Saved data entries:

┄┄┄┄┄┄

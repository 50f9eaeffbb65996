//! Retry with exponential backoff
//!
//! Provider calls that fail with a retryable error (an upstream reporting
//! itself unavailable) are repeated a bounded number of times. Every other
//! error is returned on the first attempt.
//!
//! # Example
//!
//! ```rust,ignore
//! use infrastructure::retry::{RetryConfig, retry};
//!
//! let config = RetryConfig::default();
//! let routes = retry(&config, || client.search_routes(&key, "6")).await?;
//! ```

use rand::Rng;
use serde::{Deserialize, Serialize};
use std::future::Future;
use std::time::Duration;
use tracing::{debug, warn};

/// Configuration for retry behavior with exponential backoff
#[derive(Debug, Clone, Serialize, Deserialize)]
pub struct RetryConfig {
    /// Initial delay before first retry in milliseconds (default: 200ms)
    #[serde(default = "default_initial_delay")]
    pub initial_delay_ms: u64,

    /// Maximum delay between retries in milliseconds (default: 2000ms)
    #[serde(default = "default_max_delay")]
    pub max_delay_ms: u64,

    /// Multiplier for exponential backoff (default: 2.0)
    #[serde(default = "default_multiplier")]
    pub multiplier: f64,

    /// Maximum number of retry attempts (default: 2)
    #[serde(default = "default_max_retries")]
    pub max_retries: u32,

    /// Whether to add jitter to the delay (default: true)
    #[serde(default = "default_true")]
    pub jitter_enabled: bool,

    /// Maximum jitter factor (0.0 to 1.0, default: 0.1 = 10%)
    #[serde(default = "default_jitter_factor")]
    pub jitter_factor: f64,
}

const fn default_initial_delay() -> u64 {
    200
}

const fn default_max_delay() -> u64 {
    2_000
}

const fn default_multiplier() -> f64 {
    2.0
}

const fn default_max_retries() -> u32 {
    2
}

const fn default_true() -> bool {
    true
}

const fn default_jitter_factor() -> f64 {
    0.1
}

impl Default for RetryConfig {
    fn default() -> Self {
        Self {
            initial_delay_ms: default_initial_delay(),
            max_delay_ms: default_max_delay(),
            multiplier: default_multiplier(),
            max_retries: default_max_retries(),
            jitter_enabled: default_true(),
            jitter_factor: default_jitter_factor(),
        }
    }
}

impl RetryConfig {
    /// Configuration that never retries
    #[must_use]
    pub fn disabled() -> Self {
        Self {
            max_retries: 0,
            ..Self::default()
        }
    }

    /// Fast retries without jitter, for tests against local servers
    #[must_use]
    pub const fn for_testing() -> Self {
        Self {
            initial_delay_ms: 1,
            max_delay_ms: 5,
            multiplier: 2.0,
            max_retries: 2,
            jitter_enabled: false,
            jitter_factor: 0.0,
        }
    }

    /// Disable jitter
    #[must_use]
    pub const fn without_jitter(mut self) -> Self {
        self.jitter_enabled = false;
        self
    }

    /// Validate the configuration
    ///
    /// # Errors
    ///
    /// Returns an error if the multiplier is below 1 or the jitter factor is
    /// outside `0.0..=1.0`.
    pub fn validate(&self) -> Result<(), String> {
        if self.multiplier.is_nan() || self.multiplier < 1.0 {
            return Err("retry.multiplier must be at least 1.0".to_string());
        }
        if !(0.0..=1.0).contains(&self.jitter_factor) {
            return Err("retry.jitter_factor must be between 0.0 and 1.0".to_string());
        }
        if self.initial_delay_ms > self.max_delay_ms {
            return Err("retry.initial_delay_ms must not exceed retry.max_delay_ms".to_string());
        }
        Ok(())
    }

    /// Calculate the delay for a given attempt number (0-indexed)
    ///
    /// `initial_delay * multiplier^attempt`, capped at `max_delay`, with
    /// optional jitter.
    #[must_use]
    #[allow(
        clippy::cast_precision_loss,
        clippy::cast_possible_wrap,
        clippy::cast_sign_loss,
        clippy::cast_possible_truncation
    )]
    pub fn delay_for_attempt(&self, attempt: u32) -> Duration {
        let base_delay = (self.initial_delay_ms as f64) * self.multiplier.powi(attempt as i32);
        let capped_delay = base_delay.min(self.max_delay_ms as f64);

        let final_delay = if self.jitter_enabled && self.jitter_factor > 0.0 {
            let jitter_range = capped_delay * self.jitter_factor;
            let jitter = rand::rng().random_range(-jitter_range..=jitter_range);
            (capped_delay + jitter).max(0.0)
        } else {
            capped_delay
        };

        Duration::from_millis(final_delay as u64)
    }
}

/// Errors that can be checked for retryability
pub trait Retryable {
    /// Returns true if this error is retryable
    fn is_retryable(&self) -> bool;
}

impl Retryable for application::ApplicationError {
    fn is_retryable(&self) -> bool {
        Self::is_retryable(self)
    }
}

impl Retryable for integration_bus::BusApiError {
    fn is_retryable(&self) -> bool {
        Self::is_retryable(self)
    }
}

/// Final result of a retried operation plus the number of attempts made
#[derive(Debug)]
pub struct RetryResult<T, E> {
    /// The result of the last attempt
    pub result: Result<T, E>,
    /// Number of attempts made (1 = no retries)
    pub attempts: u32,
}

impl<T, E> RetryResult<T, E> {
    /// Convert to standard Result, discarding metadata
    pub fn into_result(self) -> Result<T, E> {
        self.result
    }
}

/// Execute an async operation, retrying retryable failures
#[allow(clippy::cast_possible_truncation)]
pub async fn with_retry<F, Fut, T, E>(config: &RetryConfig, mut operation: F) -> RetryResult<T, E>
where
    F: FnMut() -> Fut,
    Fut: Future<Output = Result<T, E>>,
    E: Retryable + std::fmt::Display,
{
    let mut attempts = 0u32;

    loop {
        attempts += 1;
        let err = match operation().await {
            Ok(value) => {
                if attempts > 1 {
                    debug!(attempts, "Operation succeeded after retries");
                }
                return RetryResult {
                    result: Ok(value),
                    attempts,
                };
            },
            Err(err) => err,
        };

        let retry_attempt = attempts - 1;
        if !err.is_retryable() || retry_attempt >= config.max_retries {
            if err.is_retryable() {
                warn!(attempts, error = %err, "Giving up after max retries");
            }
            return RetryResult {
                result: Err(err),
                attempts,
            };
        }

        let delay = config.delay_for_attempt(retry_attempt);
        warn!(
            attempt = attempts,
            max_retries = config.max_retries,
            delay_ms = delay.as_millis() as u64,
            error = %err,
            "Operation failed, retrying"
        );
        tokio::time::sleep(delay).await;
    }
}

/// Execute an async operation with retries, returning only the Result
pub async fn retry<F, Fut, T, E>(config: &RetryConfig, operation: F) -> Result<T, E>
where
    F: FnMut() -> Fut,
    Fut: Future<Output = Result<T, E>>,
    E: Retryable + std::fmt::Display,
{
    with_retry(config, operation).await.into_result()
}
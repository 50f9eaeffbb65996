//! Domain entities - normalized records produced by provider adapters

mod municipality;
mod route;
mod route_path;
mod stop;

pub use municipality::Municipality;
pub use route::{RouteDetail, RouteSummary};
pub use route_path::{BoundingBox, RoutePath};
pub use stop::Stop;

┄┄┄┄┄┄

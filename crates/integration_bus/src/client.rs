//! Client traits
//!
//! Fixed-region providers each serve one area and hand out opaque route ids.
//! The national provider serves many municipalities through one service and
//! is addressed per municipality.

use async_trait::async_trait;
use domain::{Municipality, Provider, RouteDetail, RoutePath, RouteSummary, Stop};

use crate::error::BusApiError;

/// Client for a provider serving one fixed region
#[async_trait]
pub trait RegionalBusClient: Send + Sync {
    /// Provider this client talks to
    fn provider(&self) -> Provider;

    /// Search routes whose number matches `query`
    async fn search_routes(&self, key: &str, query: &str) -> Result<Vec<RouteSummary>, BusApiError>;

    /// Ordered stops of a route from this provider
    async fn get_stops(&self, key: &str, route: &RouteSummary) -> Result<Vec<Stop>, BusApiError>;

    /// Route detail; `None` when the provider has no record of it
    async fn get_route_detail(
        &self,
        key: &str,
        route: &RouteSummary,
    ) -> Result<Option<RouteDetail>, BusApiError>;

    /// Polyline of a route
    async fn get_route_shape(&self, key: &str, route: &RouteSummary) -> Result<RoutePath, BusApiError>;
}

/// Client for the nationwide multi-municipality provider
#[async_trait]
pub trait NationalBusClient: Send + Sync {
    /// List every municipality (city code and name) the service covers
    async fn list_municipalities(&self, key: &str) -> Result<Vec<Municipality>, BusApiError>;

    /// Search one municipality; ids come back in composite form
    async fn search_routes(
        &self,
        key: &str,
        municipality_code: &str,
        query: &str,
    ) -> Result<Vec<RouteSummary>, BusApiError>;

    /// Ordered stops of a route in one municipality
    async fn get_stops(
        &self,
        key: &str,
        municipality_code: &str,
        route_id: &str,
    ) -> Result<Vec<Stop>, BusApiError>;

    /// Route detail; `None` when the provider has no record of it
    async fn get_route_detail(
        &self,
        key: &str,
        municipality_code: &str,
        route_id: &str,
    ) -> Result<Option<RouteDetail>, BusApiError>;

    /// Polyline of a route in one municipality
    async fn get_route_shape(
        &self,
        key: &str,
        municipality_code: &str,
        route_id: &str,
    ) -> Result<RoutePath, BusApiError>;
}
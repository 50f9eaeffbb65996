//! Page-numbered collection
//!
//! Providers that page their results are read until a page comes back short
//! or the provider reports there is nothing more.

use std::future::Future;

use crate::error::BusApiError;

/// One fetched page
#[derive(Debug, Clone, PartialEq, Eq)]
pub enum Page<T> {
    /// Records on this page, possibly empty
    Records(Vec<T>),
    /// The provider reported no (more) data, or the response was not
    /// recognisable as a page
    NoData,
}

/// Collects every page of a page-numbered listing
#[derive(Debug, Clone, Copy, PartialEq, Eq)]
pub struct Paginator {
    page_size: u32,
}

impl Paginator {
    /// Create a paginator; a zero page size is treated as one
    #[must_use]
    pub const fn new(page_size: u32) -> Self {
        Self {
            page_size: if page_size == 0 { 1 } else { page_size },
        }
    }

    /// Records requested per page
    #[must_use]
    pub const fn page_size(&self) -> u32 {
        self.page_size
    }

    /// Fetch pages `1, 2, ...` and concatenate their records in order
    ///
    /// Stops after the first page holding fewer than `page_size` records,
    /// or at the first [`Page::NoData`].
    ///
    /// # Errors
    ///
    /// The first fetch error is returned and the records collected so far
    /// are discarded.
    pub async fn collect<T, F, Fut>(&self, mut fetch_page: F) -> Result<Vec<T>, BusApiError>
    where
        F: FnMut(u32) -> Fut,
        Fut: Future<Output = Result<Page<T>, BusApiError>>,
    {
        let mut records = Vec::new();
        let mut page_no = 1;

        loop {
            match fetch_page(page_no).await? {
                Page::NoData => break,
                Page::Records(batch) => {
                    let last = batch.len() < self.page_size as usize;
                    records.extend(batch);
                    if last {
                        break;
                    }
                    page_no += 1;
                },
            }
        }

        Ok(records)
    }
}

┄┄┄┄┄┄

**WHAT IS NEEDED**
Scan the records for lines that hold "Maximum", and reproduce each one you find.

**YOUR SOLUTION**
    /// Maximum delay between retries in milliseconds (default: 2000ms)
    /// Maximum number of retry attempts (default: 2)
    /// Maximum jitter factor (0.0 to 1.0, default: 0.1 = 10%)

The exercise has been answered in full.